At first glance, this may seem logical. If you look a little deeper, however, you will find an issue that has forced our fiscal situation to deteriorate and that has resulted in a steady degradation of government services since TABOR took over. Inflation, as defined by TABOR, means “the percentage change in the United States Bureau of Labor Statistics consumer price index for Denver-Boulder.” The consumer price index is a measure of the prices paid by consumers for a normal basket of consumer goods and services: food, clothing, etc.
The state government, however, does not spend its money on these basic consumer goods. The state spends its money mainly on labor, building materials and health care. While the normal consumer basket benefits from global trade, the state basket is largely labor-based and consists of goods and services which, for the most part, can only be purchased here, in Colorado. If it costs less to make a shirt in Asia than in the United States, we’ll have it made in Asia. But Colorado can’t hire people in Asia to staff our schools.
It’s Colorado’s TABOR poison pill. The rate of inflation used by TABOR has increased to a fraction of the actual rate of inflation that the state of Colorado has had to pay for its goods and services. As a result, we are slowly losing our ability to provide the necessary services to Coloradans.
Take the example of K-12 education. In 1992, the year TABOR was approved, Colorado ranked 35th in the country in K-12 spending as a percentage of personal income. In 2012, the state ranked 47th, according to the US Census Bureau’s Public Education Finances report. In 1992, Colorado ranked 30th for providing teachers with a living wage. In 2020, we ranked last in the country according to Great Education Colorado. In 1982, Colorado spent $ 232 more per student than the national average. Today we are spending $ 2,410 less than the national average.

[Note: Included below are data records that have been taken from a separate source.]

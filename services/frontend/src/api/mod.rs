//! Router assembly: the documented health route, request-id plumbing and the
//! static asset fallback with SPA semantics.

pub mod handlers;

use crate::api::handlers::health::HealthState;
use anyhow::{Context, Result};
use axum::{
    body::Body,
    http::{HeaderName, HeaderValue, Request},
    Extension, Router,
};
use std::path::{Path, PathBuf};
use tokio::net::TcpListener;
use tower::ServiceBuilder;
use tower_http::{
    request_id::PropagateRequestIdLayer,
    services::{ServeDir, ServeFile},
    set_header::SetRequestHeaderLayer,
    trace::TraceLayer,
};
use tracing::{debug_span, info, Span};
use ulid::Ulid;
use utoipa::openapi::{InfoBuilder, OpenApiBuilder};
use utoipa_axum::{router::OpenApiRouter, routes};

/// Returns the generated `OpenAPI` document without building a server.
#[must_use]
pub fn openapi() -> utoipa::openapi::OpenApi {
    let (_router, openapi) = api_router().split_for_parts();
    openapi
}

/// Builds the documented API routes. Add new endpoints here via
/// `.routes(routes!(...))` so they are served and documented together.
fn api_router() -> OpenApiRouter {
    OpenApiRouter::with_openapi(cargo_openapi()).routes(routes!(handlers::health::health))
}

fn cargo_openapi() -> utoipa::openapi::OpenApi {
    let info = InfoBuilder::new()
        .title(env!("CARGO_PKG_NAME"))
        .version(env!("CARGO_PKG_VERSION"))
        .description(Some(env!("CARGO_PKG_DESCRIPTION")))
        .build();

    OpenApiBuilder::new().info(info).build()
}

/// Full application router: API routes plus the static bundle fallback.
/// Unknown paths fall back to `index.html` so client-side routing survives a
/// hard reload.
pub fn router(mode: &str, assets_dir: &Path) -> Router {
    let (api, _openapi) = api_router().split_for_parts();

    let assets = ServeDir::new(assets_dir)
        .append_index_html_on_directories(true)
        .fallback(ServeFile::new(assets_dir.join("index.html")));

    api.layer(
        ServiceBuilder::new()
            .layer(SetRequestHeaderLayer::if_not_present(
                HeaderName::from_static("x-request-id"),
                |_req: &Request<Body>| HeaderValue::from_str(Ulid::new().to_string().as_str()).ok(),
            ))
            .layer(PropagateRequestIdLayer::new(HeaderName::from_static(
                "x-request-id",
            )))
            .layer(TraceLayer::new_for_http().make_span_with(make_span))
            .layer(Extension(HealthState::new(mode))),
    )
    .fallback_service(assets)
}

/// Binds the listener and serves until interrupted.
/// # Errors
/// Returns an error if the port cannot be bound.
pub async fn serve(port: u16, assets: PathBuf, mode: String) -> Result<()> {
    let app = router(&mode, &assets);

    let listener = TcpListener::bind(format!("::0:{port}"))
        .await
        .with_context(|| format!("Failed to bind port {port}"))?;

    info!("Listening on [::]:{port}, serving {}", assets.display());

    axum::serve(listener, app.into_make_service())
        .with_graceful_shutdown(async {
            let _ = tokio::signal::ctrl_c().await;
            info!("Gracefully shutdown");
        })
        .await?;

    Ok(())
}

fn make_span(request: &Request<Body>) -> Span {
    let path = request.uri().path();
    let request_id = request
        .headers()
        .get("x-request-id")
        .and_then(|val| val.to_str().ok())
        .unwrap_or("none");

    debug_span!("http-request", path, request_id)
}
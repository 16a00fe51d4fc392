//! Dashboard statistics: strongly-typed payloads and the client that fetches
//! them. Validation happens at the deserialization boundary, so a malformed
//! payload never reaches a view.

pub(crate) mod client;
mod types;

pub(crate) use types::{BookingStatus, DashboardStats, DashboardSummary, RecentBooking};
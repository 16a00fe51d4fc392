//! Thin calls into the hosted provider: the cookie-backed session probe and
//! the browser redirects for sign-in/sign-out. Redirect failures are logged
//! and swallowed; the visitor simply stays on the unauthenticated branch.

use crate::types::AuthUser;
use albergue_client::{get_optional_json_with_credentials, AppError};

/// Fetches the current session. `None` means no session, which is an answer
/// and not an error.
pub async fn fetch_session() -> Result<Option<AuthUser>, AppError> {
    get_optional_json_with_credentials("/api/users/current").await
}

/// Sends the browser to `url`. Outside the wasm target this is a no-op so the
/// crate's pure logic stays testable on the host.
#[cfg(target_arch = "wasm32")]
pub fn redirect(url: &str) {
    if let Some(window) = web_sys::window() {
        if window.location().set_href(url).is_err() {
            leptos::logging::error!("failed to redirect to {url}");
        }
    }
}

#[cfg(not(target_arch = "wasm32"))]
pub fn redirect(url: &str) {
    leptos::logging::log!("redirect requested off-wasm: {url}");
}
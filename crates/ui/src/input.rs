//! Form controls with a deliberately narrow interface: a value signal, change
//! callbacks and an optional error signal. The controls know nothing about any
//! form-state library, so any page can bind them however it manages state.

use crate::{Alert, AlertKind};
use leptos::prelude::*;

const FIELD_CLASS: &str = "block w-full rounded-lg border border-gray-300 bg-gray-50 p-2.5 text-sm text-gray-900 focus:border-emerald-600 focus:ring-emerald-600";
const LABEL_CLASS: &str = "mb-2 block text-sm font-medium text-gray-900";

/// Single-line text input.
#[component]
pub fn TextInput(
    id: &'static str,
    label: &'static str,
    #[prop(optional)] input_type: Option<&'static str>,
    #[prop(optional)] placeholder: Option<&'static str>,
    #[prop(into)] value: Signal<String>,
    #[prop(into)] on_input: Callback<String>,
    #[prop(optional, into)] on_blur: Option<Callback<String>>,
    #[prop(optional, into)] error: Option<Signal<Option<String>>>,
) -> impl IntoView {
    let input_type = input_type.unwrap_or("text");

    view! {
        <div class="mb-5">
            <label class=LABEL_CLASS for=id>{label}</label>
            <input
                id=id
                type=input_type
                class=FIELD_CLASS
                placeholder=placeholder.unwrap_or("")
                prop:value=move || value.get()
                on:input=move |event| on_input.run(event_target_value(&event))
                on:blur=move |event| {
                    if let Some(on_blur) = on_blur {
                        on_blur.run(event_target_value(&event));
                    }
                }
            />
            {move || {
                error
                    .and_then(|error| error.get())
                    .map(|message| {
                        view! {
                            <div class="mt-2">
                                <Alert kind=AlertKind::Error message=message />
                            </div>
                        }
                    })
            }}
        </div>
    }
}

/// Drop-down for enumerated fields. Options are `(value, label)` pairs.
#[component]
pub fn SelectInput(
    id: &'static str,
    label: &'static str,
    options: Vec<(String, String)>,
    #[prop(into)] value: Signal<String>,
    #[prop(into)] on_change: Callback<String>,
    #[prop(optional, into)] error: Option<Signal<Option<String>>>,
) -> impl IntoView {
    view! {
        <div class="mb-5">
            <label class=LABEL_CLASS for=id>{label}</label>
            <select
                id=id
                class=FIELD_CLASS
                on:change=move |event| on_change.run(event_target_value(&event))
            >
                {options
                    .into_iter()
                    .map(|(option_value, option_label)| {
                        let selected = option_value.clone();
                        view! {
                            <option
                                value=option_value
                                selected=move || value.get() == selected
                            >
                                {option_label}
                            </option>
                        }
                    })
                    .collect_view()}
            </select>
            {move || {
                error
                    .and_then(|error| error.get())
                    .map(|message| {
                        view! {
                            <div class="mt-2">
                                <Alert kind=AlertKind::Error message=message />
                            </div>
                        }
                    })
            }}
        </div>
    }
}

What about health care, higher education and public safety? Colorado fell from 32nd to 47th for health spending per capita, from 23rd to 48th for the percentage of pregnant women with adequate access to prenatal care, and from 35th to 46th for college and university funding as a percentage of income. staff. We’re also way behind in funding forest fire protection, and this past summer showed just how vulnerable we are to the huge impacts of fires. Voters of all political persuasions want these services – they are not extras or luxuries.

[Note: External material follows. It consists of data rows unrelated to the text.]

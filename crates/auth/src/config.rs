//! Identity provider configuration. The endpoint host and application id are
//! injected at build time and may be overridden at runtime through the shared
//! `window.ALBERGUE_CONFIG` object. The exact query-parameter contract of the
//! provider is owned by the provider; this module only builds the two
//! destinations the apps redirect to.

use albergue_client::config::runtime_override;

/// Hosted identity provider settings.
#[derive(Clone, Debug, PartialEq, Eq)]
pub struct AuthConfig {
    /// Provider host, stored without scheme or trailing slash.
    pub endpoint: String,
    /// Application id registered with the provider.
    pub app_id: String,
}

impl AuthConfig {
    /// Loads build-time values and applies runtime overrides.
    pub fn load() -> Self {
        let endpoint = runtime_override("auth_endpoint")
            .unwrap_or_else(|| option_env!("ALBERGUE_AUTH_ENDPOINT").unwrap_or("").to_string());
        let app_id = runtime_override("auth_app_id")
            .unwrap_or_else(|| option_env!("ALBERGUE_AUTH_APP_ID").unwrap_or("").to_string());

        Self {
            endpoint: normalize_endpoint(&endpoint),
            app_id: app_id.trim().to_string(),
        }
    }

    /// True when both the endpoint and the application id are present.
    pub fn is_configured(&self) -> bool {
        !self.endpoint.is_empty() && !self.app_id.is_empty()
    }

    /// Sign-out destination: the provider root.
    pub fn endpoint_root(&self) -> String {
        format!("https://{}/", self.endpoint)
    }

    /// Post-login return destination handed to the provider on sign-in.
    pub fn callback_url(&self) -> String {
        format!("https://{}/callback", self.endpoint)
    }
}

/// Strips scheme and trailing slashes so `endpoint` is always a bare host.
fn normalize_endpoint(raw: &str) -> String {
    raw.trim()
        .trim_start_matches("https://")
        .trim_start_matches("http://")
        .trim_end_matches('/')
        .to_string()
}

#[cfg(test)]
mod tests {
    use super::{normalize_endpoint, AuthConfig};

    fn config(endpoint: &str) -> AuthConfig {
        AuthConfig {
            endpoint: normalize_endpoint(endpoint),
            app_id: "albergue-web".to_string(),
        }
    }

    #[test]
    fn normalize_endpoint_strips_scheme_and_slash() {
        assert_eq!(normalize_endpoint("https://id.carrascalejo.dev/"), "id.carrascalejo.dev");
        assert_eq!(normalize_endpoint("id.carrascalejo.dev"), "id.carrascalejo.dev");
        assert_eq!(normalize_endpoint("  http://id.local  "), "id.local");
    }

    #[test]
    fn sign_in_and_sign_out_destinations() {
        let config = config("id.carrascalejo.dev");
        assert_eq!(config.endpoint_root(), "https://id.carrascalejo.dev/");
        assert_eq!(config.callback_url(), "https://id.carrascalejo.dev/callback");
    }

    #[test]
    fn unconfigured_when_endpoint_missing() {
        let mut config = config("");
        assert!(!config.is_configured());
        config.endpoint = "id.local".to_string();
        assert!(config.is_configured());
    }
}
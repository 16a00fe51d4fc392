use crate::features::booking::provide_booking_store;
use crate::routes::AppRoutes;
use albergue_auth::AuthProvider;
use leptos::prelude::*;
use leptos_router::components::Router;

#[component]
pub fn App() -> impl IntoView {
    view! {
        <AuthProvider>
            <BookingShell />
        </AuthProvider>
    }
}

/// Separate component so the booking store lives inside the auth provider's
/// context scope.
#[component]
fn BookingShell() -> impl IntoView {
    provide_booking_store();

    view! {
        <div class="min-h-screen bg-gray-50">
            <Router>
                <AppRoutes />
            </Router>
        </div>
    }
}
use clap::{
    builder::{
        styling::{AnsiColor, Effects, Styles},
        ValueParser,
    },
    Arg, ColorChoice, Command,
};

pub fn validator_log_level() -> ValueParser {
    ValueParser::from(move |level: &str| -> std::result::Result<u8, String> {
        if let Ok(parsed) = level.parse::<u8>() {
            if parsed <= 5 {
                return Ok(parsed);
            }
        }

        match level.to_lowercase().as_str() {
            "error" => Ok(0),
            "warn" => Ok(1),
            "info" => Ok(2),
            "debug" => Ok(3),
            "trace" => Ok(4),
            _ => Err("invalid log level".to_string()),
        }
    })
}

pub fn new() -> Command {
    let styles = Styles::styled()
        .header(AnsiColor::Yellow.on_default() | Effects::BOLD)
        .usage(AnsiColor::Green.on_default() | Effects::BOLD)
        .literal(AnsiColor::Blue.on_default() | Effects::BOLD)
        .placeholder(AnsiColor::Green.on_default());

    Command::new("albergue-frontend")
        .about("Albergue front-end server")
        .version(env!("CARGO_PKG_VERSION"))
        .color(ColorChoice::Auto)
        .styles(styles)
        .arg(
            Arg::new("port")
                .short('p')
                .long("port")
                .help("Port to listen on")
                .default_value("8080")
                .env("ALBERGUE_FRONTEND_PORT")
                .value_parser(clap::value_parser!(u16)),
        )
        .arg(
            Arg::new("assets")
                .short('a')
                .long("assets")
                .help("Directory holding the built front-end bundles")
                .default_value("dist")
                .env("ALBERGUE_FRONTEND_ASSETS"),
        )
        .arg(
            Arg::new("mode")
                .short('m')
                .long("mode")
                .help("Deployment mode string surfaced by the health endpoint")
                .default_value("local")
                .env("PUBLIC_API_MODE"),
        )
        .arg(
            Arg::new("verbosity")
                .short('v')
                .long("verbose")
                .help("Verbosity level: ERROR, WARN, INFO, DEBUG, TRACE (default: ERROR)")
                .env("ALBERGUE_LOG_LEVEL")
                .global(true)
                .action(clap::ArgAction::Count)
                .value_parser(validator_log_level()),
        )
}

#[cfg(test)]
mod tests {
    use super::*;

    #[test]
    fn test_new() {
        let command = new();

        assert_eq!(command.get_name(), "albergue-frontend");
        assert_eq!(
            command.get_about().unwrap().to_string(),
            "Albergue front-end server"
        );
        assert_eq!(
            command.get_version().unwrap().to_string(),
            env!("CARGO_PKG_VERSION")
        );
    }

    #[test]
    fn test_defaults() {
        let command = new();
        let matches = command.get_matches_from(vec!["albergue-frontend"]);

        assert_eq!(matches.get_one::<u16>("port").copied(), Some(8080));
        assert_eq!(
            matches.get_one::<String>("assets").map(String::as_str),
            Some("dist")
        );
        assert_eq!(
            matches.get_one::<String>("mode").map(String::as_str),
            Some("local")
        );
    }

    #[test]
    fn test_check_env() {
        temp_env::with_vars(
            [
                ("ALBERGUE_FRONTEND_PORT", Some("443")),
                ("ALBERGUE_FRONTEND_ASSETS", Some("/srv/albergue/dist")),
                ("PUBLIC_API_MODE", Some("production")),
            ],
            || {
                let command = new();
                let matches = command.get_matches_from(vec!["albergue-frontend"]);

                assert_eq!(matches.get_one::<u16>("port").copied(), Some(443));
                assert_eq!(
                    matches.get_one::<String>("assets").map(String::as_str),
                    Some("/srv/albergue/dist")
                );
                assert_eq!(
                    matches.get_one::<String>("mode").map(String::as_str),
                    Some("production")
                );
            },
        );
    }

    #[test]
    fn test_log_level_names() {
        temp_env::with_vars([("ALBERGUE_LOG_LEVEL", Some("debug"))], || {
            let command = new();
            let matches = command.get_matches_from(vec!["albergue-frontend"]);
            assert_eq!(matches.get_one::<u8>("verbosity").copied(), Some(3));
        });
    }
}
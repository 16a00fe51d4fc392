use leptos::prelude::*;

#[component]
pub fn NotFoundPage() -> impl IntoView {
    view! {
        <div class="flex min-h-screen flex-col items-center justify-center bg-gray-50 px-4 text-center">
            <h1 class="text-6xl font-black text-gray-200 select-none">"404"</h1>
            <p class="mt-2 text-xl font-semibold text-gray-900">"Page not found"</p>
            <a
                href="/"
                class="mt-6 rounded-lg bg-emerald-700 px-5 py-2.5 text-sm font-medium text-white hover:bg-emerald-800"
            >
                "Go Home"
            </a>
        </div>
    }
}
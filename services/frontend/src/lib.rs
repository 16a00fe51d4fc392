//! Static asset server for the albergue front-ends. Serves the compiled
//! bundles with an SPA fallback and exposes the `/api/_health` contract the
//! deployment probes rely on.

pub mod api;
pub mod cli;

#[allow(clippy::doc_markdown, clippy::needless_raw_string_hashes)]
mod built_info {
    include!(concat!(env!("OUT_DIR"), "/built.rs"));
}

pub const GIT_COMMIT_HASH: &str = match built_info::GIT_COMMIT_HASH {
    Some(hash) => hash,
    None => "unknown",
};
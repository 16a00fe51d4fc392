use std::fmt;

/// Errors surfaced to route code and, after formatting, to the visitor.
/// Variants map to the failure taxonomy of the apps: configuration gaps,
/// transport failures, timeouts, HTTP status errors and codec problems.
#[derive(Clone, Debug, PartialEq, Eq)]
pub enum AppError {
    Config(String),
    Network(String),
    Timeout(String),
    Http { status: u16, message: String },
    Parse(String),
    Serialization(String),
}

impl AppError {
    /// True when the request was aborted by the client-side timeout.
    pub fn is_timeout(&self) -> bool {
        matches!(self, AppError::Timeout(_))
    }
}

impl fmt::Display for AppError {
    fn fmt(&self, formatter: &mut fmt::Formatter<'_>) -> fmt::Result {
        match self {
            AppError::Config(message) => write!(formatter, "Configuration error: {message}"),
            AppError::Network(message) => write!(formatter, "Network error: {message}"),
            AppError::Timeout(message) => write!(formatter, "Timed out: {message}"),
            AppError::Http { status, message } => {
                write!(formatter, "Request failed ({status}): {message}")
            }
            AppError::Parse(message) => write!(formatter, "Bad response: {message}"),
            AppError::Serialization(message) => write!(formatter, "Bad request: {message}"),
        }
    }
}

impl std::error::Error for AppError {}

#[cfg(test)]
mod tests {
    use super::AppError;

    #[test]
    fn display_includes_http_status() {
        let err = AppError::Http {
            status: 503,
            message: "unavailable".to_string(),
        };
        assert_eq!(err.to_string(), "Request failed (503): unavailable");
    }

    #[test]
    fn is_timeout_only_for_timeout_variant() {
        assert!(AppError::Timeout("slow".to_string()).is_timeout());
        assert!(!AppError::Network("down".to_string()).is_timeout());
    }
}
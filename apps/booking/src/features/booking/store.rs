//! One booking draft shared across the flow, confirmation and success pages,
//! provided through Leptos context rather than an ambient singleton.

use super::types::BookingDraft;
use leptos::prelude::*;

/// Installs a fresh draft into context. Call once at the app root.
pub fn provide_booking_store() {
    provide_context(RwSignal::new(BookingDraft::default()));
}

/// Returns the shared draft, or a detached one when rendered outside the app
/// shell (keeps components total, mirrors `use_auth`).
pub fn use_booking_store() -> RwSignal<BookingDraft> {
    use_context::<RwSignal<BookingDraft>>().unwrap_or_else(|| RwSignal::new(BookingDraft::default()))
}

Almost 30 years after its adoption, TABOR continues to hold back our state’s progress and hamper our ability to invest effectively in services vital to the people of Colorado, hampering the state’s ability to prepare for downturns. economic, effectively reducing the state budget in real terms. .
In a difficult financial time like the one we have just experienced, we should be able to tap into our emergency funds and provide our state with the support it needs, just as other states can.
This coming year, taxpayers will see reimbursement checks, but they will come at the expense of better funding for public services that cuts costs for all of us. In addition, TABOR has reduced fiscal flexibility, which is hurting our state’s credit rating, thereby increasing the interest charges on any state public debt.
The long-term deficits associated with TABOR also make it clear that permanent and general tax cuts will only add insult to injury. Of course, everyone wants services and doesn’t want to pay for them, but we all know it’s not sustainable and cutting taxes without being honest about the harm it does to our schools and universities is dishonest at best.
The question for state government is how, despite TABOR and relentless electoral pressure for severe and permanent cuts, invest in hard-working Coloradans across our state and give them an opportunity to succeed. We will continue to seek innovative solutions to maintain funding for schools, maintain roads, and invest in future economic growth – because that is exactly what voters elected us to deliver.
Chris Hansen is a Colorado State Senator in Denver. Follow him @HansenforCO. Dominick Moreno is a Commerce City senator. Follow him @domoreno.